Mouammar Kadhafi a accepté une "feuille de route" pour la paix prévoyant un cessez-le-feu immédiat en Libye lors d'une rencontre avec une délégation de l'Union africaine.

Kadhafi accepte une "feuille de route" pour la paix

© Reuters/Louafi Larbi

C'est la première tentative officielle de conciliation en Libye. La délégation de l'Union africaine était à Tripoli ce dimanche pour essayer d'arracher un accord.

Le président sud-africain Jacob Zuma, qui dirigeait la délégation africaine à Tripoli dimanche, a invité l'Otan à mettre fin à ses bombardements contre les forces de Mouammar Kadhafi pour offrir une chance de succès à un éventuel cessez-le-feu.

Les insurgés qui ont pris les armes en février contre Mouammar Kadhafi ont prévenu qu'ils n'accepteraient rien d'autre qu'un départ du dirigeant libyen, au pouvoir depuis 1969, ce qui est jusqu'à présent exclu par Mouammar Kadhafi lui-même.

Prié de dire si la question du départ de Mouammar Kadhafi avait été évoquée durant les plusieurs heures d'entretiens entre le dirigeant libyen et la délégation africaine, Ramtane Lamamra, commissaire de l'UA pour la paix et la sécurité, a répondu: "Il y a eu des discussions."

"Je ne peux rien dire au sujet de ces discussions confidentielles car, d'abord, je n'y ai pas participé, et je pense que leur contenu doit rester entre les parties impliquées", a-t-il ajouté au cours d'une conférence de presse.

"Bonne volonté"

Gouma al Gamati, représentant en Grande-Bretagne de l'opposition libyenne, a dit que les insurgés examineraient attentivement les propositions de l'Union africaine mais qu'ils n'accepteraient aucun accord permettant à Mouammar Kadhafi ou à ses fils de rester au pouvoir, a rapporté la BBC.

Interrogé sur la réaction probable des insurgés, Ramtane Lamamra a répondu: "Nous pensons que nos propositions couvrent un champ suffisamment large pour permettre l'ouverture de négociations (...) Ce qu'il nous faut, c'est qu'ils reconnaissent que nous sommes des gens de bonne volonté."

Depuis le début du soulèvement, le régime libyen a déjà proclamé des cessez-le-feu qui ne se sont pas concrétisés sur le terrain.

Ahmad Bani, un porte-parole des insurgés, a rejeté toute possibilité d'accord avec Mouammar Kadhafi pour mettre fin au soulèvement le plus meurtrier dans le monde arabe depuis le début de la vague de contestation ayant déjà emporté le Tunisien Zine ben Ali et l'Egyptien Hosni Moubarak.

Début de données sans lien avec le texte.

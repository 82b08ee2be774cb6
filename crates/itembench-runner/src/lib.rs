//! itembench-runner — Sandboxed grading-tool execution.
//!
//! Scores generated items by running the external grading tool as an
//! isolated subprocess inside a scoped temporary workspace.

pub mod inceptbench;
pub mod workspace;

pub use inceptbench::{InceptBenchScorer, ScoringPayload};
pub use workspace::ScoringWorkspace;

Bataille pour Ajdabiah L'apparition publique de Mouammar Kadhafi, la deuxième en deux jours, et son apparente décontraction incitent certains observateurs à considérer que le clan du dirigeant libyen est sorti de sa paralysie et qu'il se prépare à une longue lutte.

Sur le terrain, l'Otan a intensifié dimanche ses bombardements contre les forces de Mouammar Kadhafi pour tenter de desserrer leur étau contre la ville de Misrata, dans l'ouest de la Libye, et entraver leur progression dans l'est du pays.

L'Alliance atlantique dit avoir détruit 11 chars aux abords de la ville insurgée d'Ajdabiah, qui semblait sur le point de tomber dimanche, et 14 près de Misrata, le seul bastion insurgé dans l'ouest de la Libye, assiégé depuis six semaines.

Les frappes de l'Otan semblent avoir permis de repousser un assaut lancé samedi par les forces de Mouammar Kadhafi contre Ajdabiah, un verrou sur la route menant à Benghazi, capitale de la Cyrénaïque et bastion des insurgés dans l'Est.

Les combattants loyalistes ont bombardé Ajdabiah pendant plusieurs heures, certains s'avançant même dans la ville, avant que les insurgés n'en reprennent le contrôle dimanche dans l'après-midi.